Saved data entries:
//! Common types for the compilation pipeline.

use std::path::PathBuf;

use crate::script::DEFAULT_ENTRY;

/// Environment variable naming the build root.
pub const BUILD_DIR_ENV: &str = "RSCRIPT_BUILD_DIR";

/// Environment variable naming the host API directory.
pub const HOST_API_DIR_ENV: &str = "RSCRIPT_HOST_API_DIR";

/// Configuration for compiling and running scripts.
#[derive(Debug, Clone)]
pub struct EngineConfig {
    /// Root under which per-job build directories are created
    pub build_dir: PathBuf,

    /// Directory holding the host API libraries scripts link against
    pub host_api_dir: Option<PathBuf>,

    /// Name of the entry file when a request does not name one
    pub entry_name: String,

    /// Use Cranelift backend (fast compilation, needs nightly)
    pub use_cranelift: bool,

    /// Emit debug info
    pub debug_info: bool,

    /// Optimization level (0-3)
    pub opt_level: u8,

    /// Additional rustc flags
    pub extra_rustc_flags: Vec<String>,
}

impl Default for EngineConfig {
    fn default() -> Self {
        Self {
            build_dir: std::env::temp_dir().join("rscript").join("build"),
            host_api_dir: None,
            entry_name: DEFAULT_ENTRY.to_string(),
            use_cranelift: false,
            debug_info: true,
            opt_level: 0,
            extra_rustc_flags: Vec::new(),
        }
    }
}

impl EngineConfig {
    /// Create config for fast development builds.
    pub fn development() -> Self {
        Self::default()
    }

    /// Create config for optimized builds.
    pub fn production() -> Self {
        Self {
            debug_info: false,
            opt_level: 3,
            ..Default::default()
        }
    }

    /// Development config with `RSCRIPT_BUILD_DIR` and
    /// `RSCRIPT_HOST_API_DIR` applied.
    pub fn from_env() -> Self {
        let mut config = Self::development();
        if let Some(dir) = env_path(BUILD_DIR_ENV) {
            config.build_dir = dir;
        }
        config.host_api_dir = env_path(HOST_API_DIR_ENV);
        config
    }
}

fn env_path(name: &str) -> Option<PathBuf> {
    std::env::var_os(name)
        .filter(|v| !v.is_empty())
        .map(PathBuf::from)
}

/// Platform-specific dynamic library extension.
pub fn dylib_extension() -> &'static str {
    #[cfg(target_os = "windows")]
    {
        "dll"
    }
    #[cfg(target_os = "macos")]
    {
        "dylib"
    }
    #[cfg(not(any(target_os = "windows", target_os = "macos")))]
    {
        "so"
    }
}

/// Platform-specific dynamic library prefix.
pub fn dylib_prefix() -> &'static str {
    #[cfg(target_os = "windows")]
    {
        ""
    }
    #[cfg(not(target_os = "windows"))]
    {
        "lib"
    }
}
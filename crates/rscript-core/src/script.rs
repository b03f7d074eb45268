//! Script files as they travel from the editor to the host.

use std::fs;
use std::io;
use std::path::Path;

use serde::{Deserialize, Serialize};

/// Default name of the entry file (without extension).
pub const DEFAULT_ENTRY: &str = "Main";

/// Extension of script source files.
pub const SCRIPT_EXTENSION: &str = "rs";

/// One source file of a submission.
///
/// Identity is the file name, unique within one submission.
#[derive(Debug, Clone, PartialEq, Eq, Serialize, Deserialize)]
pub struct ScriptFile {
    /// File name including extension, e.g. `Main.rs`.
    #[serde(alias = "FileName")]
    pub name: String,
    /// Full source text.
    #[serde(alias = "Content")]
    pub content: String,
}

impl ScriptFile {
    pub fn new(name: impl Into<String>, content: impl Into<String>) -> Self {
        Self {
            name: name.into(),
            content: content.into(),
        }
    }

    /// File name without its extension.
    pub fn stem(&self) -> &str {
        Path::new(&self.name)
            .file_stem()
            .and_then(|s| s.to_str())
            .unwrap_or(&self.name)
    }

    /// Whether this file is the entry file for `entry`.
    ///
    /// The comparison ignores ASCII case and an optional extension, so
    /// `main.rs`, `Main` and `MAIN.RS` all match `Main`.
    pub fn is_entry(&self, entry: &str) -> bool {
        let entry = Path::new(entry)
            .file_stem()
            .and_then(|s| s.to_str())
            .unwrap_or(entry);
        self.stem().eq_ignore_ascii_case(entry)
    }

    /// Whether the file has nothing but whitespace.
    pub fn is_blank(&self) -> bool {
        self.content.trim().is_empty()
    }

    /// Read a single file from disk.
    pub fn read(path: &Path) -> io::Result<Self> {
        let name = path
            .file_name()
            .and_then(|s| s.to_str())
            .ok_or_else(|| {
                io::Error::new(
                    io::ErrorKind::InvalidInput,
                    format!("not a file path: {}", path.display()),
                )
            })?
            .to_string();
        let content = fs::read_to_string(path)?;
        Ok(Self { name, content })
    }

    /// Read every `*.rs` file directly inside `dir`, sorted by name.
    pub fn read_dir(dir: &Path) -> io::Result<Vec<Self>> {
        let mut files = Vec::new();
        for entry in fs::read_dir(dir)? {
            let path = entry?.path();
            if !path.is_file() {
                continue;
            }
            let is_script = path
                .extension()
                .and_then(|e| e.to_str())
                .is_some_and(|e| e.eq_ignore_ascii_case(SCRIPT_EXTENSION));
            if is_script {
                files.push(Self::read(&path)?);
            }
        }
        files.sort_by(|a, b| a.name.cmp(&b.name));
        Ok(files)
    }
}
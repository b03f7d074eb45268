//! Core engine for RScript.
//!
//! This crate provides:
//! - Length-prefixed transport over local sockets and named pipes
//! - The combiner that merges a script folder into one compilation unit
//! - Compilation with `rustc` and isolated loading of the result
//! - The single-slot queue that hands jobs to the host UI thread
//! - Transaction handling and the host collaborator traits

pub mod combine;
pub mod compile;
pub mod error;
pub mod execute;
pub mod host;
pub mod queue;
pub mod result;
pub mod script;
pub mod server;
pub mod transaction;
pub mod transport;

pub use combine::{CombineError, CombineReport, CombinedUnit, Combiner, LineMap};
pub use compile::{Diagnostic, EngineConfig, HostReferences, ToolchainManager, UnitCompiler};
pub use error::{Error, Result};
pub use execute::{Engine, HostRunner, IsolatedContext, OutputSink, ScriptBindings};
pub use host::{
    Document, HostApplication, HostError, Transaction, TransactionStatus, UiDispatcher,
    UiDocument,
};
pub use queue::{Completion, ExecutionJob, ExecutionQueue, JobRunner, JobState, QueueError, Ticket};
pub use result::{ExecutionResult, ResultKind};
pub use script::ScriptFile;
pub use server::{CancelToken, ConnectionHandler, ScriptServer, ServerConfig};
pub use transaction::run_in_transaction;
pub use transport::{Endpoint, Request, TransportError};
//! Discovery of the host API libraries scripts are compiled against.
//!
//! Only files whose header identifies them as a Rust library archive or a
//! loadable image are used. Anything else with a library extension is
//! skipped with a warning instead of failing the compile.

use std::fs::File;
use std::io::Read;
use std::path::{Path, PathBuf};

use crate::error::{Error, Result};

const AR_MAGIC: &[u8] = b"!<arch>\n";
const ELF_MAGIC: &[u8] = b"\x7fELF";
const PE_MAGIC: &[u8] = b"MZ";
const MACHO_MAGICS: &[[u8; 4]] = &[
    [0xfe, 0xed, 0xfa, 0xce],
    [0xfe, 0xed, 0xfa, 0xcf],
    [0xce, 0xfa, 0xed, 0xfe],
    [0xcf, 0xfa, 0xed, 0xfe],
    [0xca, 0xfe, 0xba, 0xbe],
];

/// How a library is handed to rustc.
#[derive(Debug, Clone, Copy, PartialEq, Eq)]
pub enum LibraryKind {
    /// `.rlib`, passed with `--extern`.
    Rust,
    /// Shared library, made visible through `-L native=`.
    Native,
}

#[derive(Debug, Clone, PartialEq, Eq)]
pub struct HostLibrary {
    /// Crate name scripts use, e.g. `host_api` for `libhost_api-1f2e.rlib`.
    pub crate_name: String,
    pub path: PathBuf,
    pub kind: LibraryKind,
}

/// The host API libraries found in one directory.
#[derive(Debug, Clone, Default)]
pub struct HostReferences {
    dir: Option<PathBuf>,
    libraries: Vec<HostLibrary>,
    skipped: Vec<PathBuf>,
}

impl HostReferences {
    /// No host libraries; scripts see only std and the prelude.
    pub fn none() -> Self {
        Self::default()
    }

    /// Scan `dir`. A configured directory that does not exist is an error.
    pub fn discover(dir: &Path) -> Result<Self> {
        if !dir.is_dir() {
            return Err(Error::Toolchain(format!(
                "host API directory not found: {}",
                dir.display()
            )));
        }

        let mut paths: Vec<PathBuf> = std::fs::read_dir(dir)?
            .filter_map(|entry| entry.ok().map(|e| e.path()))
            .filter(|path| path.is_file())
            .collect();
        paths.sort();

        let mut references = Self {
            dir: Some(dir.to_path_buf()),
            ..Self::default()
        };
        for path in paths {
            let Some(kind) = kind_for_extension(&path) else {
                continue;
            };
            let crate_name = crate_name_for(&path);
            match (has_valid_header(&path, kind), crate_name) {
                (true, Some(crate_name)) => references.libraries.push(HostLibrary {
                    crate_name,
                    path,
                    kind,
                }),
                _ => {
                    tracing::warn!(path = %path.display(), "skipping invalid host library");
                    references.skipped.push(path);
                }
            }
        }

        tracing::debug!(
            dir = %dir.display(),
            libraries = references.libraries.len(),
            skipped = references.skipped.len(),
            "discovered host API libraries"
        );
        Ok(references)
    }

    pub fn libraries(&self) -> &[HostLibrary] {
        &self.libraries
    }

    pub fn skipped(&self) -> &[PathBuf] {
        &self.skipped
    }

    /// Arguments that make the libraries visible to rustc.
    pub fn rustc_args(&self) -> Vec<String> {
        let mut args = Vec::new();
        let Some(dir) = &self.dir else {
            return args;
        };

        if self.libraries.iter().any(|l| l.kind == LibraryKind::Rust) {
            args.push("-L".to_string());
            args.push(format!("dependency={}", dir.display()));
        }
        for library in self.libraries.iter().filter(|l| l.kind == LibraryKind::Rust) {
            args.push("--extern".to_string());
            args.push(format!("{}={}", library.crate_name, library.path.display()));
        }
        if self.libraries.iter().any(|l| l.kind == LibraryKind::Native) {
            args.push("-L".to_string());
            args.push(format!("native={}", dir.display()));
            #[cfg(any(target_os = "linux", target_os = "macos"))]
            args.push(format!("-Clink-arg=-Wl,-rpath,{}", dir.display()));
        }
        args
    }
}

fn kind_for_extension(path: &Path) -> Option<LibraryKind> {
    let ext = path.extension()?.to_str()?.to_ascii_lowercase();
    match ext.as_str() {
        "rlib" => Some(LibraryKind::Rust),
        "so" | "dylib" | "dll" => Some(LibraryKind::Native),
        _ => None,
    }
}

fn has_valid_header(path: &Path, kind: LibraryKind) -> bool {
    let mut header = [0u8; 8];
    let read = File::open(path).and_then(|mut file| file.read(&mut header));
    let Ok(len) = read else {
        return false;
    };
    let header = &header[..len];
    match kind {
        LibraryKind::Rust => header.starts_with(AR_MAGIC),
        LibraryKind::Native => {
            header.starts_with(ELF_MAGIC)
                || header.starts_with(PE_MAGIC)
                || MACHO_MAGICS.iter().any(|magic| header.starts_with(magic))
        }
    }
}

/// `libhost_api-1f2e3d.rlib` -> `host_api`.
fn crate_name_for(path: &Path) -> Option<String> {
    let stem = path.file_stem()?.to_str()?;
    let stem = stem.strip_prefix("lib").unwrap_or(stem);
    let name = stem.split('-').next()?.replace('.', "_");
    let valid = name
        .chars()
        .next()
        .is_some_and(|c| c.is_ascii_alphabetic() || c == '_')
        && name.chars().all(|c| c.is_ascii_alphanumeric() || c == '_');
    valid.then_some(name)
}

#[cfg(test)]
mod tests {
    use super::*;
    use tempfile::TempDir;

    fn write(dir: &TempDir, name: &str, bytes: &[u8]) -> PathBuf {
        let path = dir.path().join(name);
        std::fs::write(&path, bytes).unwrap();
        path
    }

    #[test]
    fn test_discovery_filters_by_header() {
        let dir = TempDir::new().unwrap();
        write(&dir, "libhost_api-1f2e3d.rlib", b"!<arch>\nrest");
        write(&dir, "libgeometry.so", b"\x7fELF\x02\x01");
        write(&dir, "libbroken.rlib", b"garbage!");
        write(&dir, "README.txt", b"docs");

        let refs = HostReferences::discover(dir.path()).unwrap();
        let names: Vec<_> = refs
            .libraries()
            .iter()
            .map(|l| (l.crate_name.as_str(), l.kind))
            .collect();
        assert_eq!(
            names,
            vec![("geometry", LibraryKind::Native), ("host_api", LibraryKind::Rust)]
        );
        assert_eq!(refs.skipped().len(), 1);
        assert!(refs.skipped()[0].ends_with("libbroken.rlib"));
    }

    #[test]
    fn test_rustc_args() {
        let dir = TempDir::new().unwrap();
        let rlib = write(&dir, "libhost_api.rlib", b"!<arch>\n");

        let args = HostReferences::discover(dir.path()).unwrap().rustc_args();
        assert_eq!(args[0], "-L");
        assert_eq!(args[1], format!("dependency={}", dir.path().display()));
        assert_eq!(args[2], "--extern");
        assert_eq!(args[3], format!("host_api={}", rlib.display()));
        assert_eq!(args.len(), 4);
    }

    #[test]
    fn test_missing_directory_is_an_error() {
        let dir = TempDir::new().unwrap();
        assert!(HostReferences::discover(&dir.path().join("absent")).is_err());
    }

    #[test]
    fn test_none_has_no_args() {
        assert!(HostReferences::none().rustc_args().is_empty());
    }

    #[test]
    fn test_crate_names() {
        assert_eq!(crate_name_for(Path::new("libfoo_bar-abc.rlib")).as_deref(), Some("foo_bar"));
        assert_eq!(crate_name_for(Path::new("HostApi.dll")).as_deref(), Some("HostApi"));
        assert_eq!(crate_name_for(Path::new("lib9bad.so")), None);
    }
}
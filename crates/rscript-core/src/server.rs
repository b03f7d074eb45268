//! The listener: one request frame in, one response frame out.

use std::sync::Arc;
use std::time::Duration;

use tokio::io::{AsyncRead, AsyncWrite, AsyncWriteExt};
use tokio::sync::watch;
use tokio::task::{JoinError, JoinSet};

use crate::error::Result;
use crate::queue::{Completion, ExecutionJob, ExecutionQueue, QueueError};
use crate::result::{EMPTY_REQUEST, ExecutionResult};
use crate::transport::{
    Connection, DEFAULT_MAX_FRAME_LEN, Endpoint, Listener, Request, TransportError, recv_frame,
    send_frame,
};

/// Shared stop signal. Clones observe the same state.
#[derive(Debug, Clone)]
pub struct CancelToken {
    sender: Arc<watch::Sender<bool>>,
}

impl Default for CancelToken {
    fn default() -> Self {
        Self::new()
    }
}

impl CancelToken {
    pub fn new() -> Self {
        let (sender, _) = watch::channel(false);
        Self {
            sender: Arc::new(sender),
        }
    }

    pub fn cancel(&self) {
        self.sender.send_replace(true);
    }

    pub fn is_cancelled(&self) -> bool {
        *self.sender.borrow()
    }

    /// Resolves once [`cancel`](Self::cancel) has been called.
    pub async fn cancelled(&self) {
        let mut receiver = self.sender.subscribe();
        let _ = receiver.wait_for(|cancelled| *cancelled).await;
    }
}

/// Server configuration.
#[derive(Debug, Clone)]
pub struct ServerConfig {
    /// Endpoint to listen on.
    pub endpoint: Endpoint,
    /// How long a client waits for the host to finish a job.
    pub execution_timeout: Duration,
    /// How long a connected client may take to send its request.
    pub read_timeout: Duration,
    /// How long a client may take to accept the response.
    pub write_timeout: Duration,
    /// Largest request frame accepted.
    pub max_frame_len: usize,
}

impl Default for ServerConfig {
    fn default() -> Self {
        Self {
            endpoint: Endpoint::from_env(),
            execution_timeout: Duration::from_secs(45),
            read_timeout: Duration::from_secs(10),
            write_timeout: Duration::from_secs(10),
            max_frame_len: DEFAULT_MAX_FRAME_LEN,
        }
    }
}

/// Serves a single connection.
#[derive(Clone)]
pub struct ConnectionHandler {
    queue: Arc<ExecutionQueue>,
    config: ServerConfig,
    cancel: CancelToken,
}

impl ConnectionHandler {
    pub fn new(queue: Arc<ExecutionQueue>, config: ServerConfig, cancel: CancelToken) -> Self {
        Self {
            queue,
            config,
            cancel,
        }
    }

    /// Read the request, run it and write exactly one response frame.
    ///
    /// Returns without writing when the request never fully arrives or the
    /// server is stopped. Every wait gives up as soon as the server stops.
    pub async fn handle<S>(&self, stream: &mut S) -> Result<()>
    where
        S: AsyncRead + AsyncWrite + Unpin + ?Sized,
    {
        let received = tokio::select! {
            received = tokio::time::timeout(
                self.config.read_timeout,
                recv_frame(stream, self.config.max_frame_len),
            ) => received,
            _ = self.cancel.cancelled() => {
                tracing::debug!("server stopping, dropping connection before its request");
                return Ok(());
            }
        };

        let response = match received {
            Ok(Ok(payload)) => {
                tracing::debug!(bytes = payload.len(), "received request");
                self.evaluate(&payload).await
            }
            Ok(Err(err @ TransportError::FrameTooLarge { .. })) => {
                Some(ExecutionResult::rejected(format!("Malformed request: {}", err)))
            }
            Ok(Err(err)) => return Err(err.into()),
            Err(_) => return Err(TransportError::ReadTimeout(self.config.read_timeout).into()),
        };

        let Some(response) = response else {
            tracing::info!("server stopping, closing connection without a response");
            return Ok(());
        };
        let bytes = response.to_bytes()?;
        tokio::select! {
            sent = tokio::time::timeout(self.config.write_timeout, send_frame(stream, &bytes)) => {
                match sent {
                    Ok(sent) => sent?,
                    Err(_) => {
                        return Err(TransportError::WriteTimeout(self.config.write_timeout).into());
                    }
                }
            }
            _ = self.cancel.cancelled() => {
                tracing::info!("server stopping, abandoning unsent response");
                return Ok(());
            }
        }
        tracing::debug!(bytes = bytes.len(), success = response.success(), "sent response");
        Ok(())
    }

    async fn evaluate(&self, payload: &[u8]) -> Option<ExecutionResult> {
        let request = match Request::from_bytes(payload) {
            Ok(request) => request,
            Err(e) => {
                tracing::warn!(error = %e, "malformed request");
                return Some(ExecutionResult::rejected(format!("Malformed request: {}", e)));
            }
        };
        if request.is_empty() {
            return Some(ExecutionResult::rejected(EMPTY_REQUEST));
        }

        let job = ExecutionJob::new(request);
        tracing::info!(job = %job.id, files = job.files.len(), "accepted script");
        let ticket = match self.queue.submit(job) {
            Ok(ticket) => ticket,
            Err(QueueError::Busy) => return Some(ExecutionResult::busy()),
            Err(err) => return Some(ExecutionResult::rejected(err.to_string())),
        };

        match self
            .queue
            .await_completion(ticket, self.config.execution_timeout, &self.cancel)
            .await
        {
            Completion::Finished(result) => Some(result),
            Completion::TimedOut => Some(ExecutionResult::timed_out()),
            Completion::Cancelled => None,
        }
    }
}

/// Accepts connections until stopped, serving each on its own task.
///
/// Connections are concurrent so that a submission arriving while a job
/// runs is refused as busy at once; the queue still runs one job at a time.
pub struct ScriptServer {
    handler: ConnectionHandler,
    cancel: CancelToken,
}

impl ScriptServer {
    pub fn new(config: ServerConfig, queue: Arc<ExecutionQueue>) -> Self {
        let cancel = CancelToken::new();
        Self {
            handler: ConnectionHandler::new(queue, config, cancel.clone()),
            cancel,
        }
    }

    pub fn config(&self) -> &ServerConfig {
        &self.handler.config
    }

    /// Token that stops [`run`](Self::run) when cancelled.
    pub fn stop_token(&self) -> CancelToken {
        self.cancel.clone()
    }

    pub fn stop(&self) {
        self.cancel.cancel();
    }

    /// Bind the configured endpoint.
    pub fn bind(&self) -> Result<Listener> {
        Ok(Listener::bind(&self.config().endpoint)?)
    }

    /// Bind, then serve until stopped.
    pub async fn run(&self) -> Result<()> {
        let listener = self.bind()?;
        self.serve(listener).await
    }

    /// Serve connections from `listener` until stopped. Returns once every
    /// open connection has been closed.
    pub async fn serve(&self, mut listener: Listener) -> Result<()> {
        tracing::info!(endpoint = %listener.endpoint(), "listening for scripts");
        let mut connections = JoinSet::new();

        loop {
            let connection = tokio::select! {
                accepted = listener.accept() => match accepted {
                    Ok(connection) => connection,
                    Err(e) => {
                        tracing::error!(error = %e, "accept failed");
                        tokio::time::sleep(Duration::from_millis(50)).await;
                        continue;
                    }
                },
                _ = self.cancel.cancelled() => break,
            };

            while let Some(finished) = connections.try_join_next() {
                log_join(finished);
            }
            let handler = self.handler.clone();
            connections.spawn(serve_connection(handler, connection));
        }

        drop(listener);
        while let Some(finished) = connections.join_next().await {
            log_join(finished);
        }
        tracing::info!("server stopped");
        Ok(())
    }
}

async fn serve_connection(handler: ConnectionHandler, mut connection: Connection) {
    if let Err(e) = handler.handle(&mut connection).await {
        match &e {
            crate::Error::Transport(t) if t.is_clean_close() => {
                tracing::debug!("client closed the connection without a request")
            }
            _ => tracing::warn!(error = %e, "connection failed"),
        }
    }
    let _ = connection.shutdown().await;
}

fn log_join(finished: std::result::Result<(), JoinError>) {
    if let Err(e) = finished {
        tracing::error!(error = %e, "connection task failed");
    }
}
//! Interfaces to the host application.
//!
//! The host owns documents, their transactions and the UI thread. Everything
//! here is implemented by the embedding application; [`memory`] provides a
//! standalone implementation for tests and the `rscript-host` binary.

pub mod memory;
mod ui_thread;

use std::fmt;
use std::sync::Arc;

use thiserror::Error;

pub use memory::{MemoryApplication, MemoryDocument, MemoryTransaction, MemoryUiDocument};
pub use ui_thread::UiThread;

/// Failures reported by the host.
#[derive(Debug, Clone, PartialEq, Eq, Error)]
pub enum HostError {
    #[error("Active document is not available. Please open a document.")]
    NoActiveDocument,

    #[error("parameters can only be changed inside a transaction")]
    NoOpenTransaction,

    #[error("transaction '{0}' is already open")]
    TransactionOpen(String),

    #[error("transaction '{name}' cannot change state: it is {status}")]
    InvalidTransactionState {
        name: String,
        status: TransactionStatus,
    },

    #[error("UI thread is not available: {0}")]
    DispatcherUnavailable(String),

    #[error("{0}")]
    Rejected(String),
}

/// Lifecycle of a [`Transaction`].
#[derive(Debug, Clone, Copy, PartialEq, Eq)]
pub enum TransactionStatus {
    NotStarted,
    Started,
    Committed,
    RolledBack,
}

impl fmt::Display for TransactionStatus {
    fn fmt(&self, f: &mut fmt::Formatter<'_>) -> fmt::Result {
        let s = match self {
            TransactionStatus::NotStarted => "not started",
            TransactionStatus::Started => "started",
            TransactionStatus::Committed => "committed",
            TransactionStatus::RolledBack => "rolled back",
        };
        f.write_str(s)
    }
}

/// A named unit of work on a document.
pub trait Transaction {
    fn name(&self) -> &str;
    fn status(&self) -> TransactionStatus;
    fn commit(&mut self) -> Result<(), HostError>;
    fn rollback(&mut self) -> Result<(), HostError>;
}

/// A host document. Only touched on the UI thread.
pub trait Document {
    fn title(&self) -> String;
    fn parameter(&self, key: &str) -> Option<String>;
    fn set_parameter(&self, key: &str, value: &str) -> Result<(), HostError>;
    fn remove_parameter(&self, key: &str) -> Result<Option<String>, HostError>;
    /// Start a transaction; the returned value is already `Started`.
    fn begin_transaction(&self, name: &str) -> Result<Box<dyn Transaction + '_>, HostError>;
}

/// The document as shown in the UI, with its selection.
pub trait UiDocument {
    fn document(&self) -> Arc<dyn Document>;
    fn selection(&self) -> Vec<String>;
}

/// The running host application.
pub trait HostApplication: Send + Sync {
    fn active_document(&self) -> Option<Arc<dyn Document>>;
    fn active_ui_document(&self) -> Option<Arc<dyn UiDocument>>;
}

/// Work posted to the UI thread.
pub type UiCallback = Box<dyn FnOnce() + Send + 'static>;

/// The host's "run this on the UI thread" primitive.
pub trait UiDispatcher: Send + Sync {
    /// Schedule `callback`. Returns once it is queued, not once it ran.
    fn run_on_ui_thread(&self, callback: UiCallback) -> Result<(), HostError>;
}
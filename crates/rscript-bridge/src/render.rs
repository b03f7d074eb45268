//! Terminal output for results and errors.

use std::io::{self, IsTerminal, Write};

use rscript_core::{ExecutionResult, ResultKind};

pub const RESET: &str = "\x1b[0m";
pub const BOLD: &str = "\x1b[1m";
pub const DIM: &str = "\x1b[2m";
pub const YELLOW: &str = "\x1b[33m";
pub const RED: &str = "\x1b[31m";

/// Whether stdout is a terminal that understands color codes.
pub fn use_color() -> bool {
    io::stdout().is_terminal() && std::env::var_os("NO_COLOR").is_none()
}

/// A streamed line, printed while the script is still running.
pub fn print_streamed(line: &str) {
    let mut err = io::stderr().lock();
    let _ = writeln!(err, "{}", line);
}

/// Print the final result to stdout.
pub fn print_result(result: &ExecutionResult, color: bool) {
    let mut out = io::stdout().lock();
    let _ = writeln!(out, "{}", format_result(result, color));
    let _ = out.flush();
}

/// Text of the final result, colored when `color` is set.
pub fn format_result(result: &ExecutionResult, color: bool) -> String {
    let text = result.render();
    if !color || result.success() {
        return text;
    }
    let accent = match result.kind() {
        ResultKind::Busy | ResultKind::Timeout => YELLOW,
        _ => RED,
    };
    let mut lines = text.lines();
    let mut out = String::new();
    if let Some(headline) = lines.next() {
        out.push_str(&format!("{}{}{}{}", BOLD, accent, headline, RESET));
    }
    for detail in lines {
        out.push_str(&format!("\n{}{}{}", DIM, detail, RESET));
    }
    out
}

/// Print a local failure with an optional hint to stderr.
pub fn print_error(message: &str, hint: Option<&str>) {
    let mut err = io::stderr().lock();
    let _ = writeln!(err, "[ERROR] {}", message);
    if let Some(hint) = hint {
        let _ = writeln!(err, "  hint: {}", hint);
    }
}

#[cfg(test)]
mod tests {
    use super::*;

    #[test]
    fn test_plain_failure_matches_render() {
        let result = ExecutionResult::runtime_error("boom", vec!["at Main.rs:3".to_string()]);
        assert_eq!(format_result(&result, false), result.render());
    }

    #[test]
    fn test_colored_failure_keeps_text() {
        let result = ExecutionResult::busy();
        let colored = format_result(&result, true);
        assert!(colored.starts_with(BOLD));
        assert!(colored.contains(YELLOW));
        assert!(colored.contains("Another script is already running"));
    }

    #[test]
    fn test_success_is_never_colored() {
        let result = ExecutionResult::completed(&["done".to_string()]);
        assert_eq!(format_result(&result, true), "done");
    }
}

* _EXERCISE DIRECTIONS_
Each line that contains the string "evaluate" should be copied from the data above.

* _OUTPUT FOR THIS TASK_
                self.evaluate(&payload).await
    async fn evaluate(&self, payload: &[u8]) -> Option<ExecutionResult> {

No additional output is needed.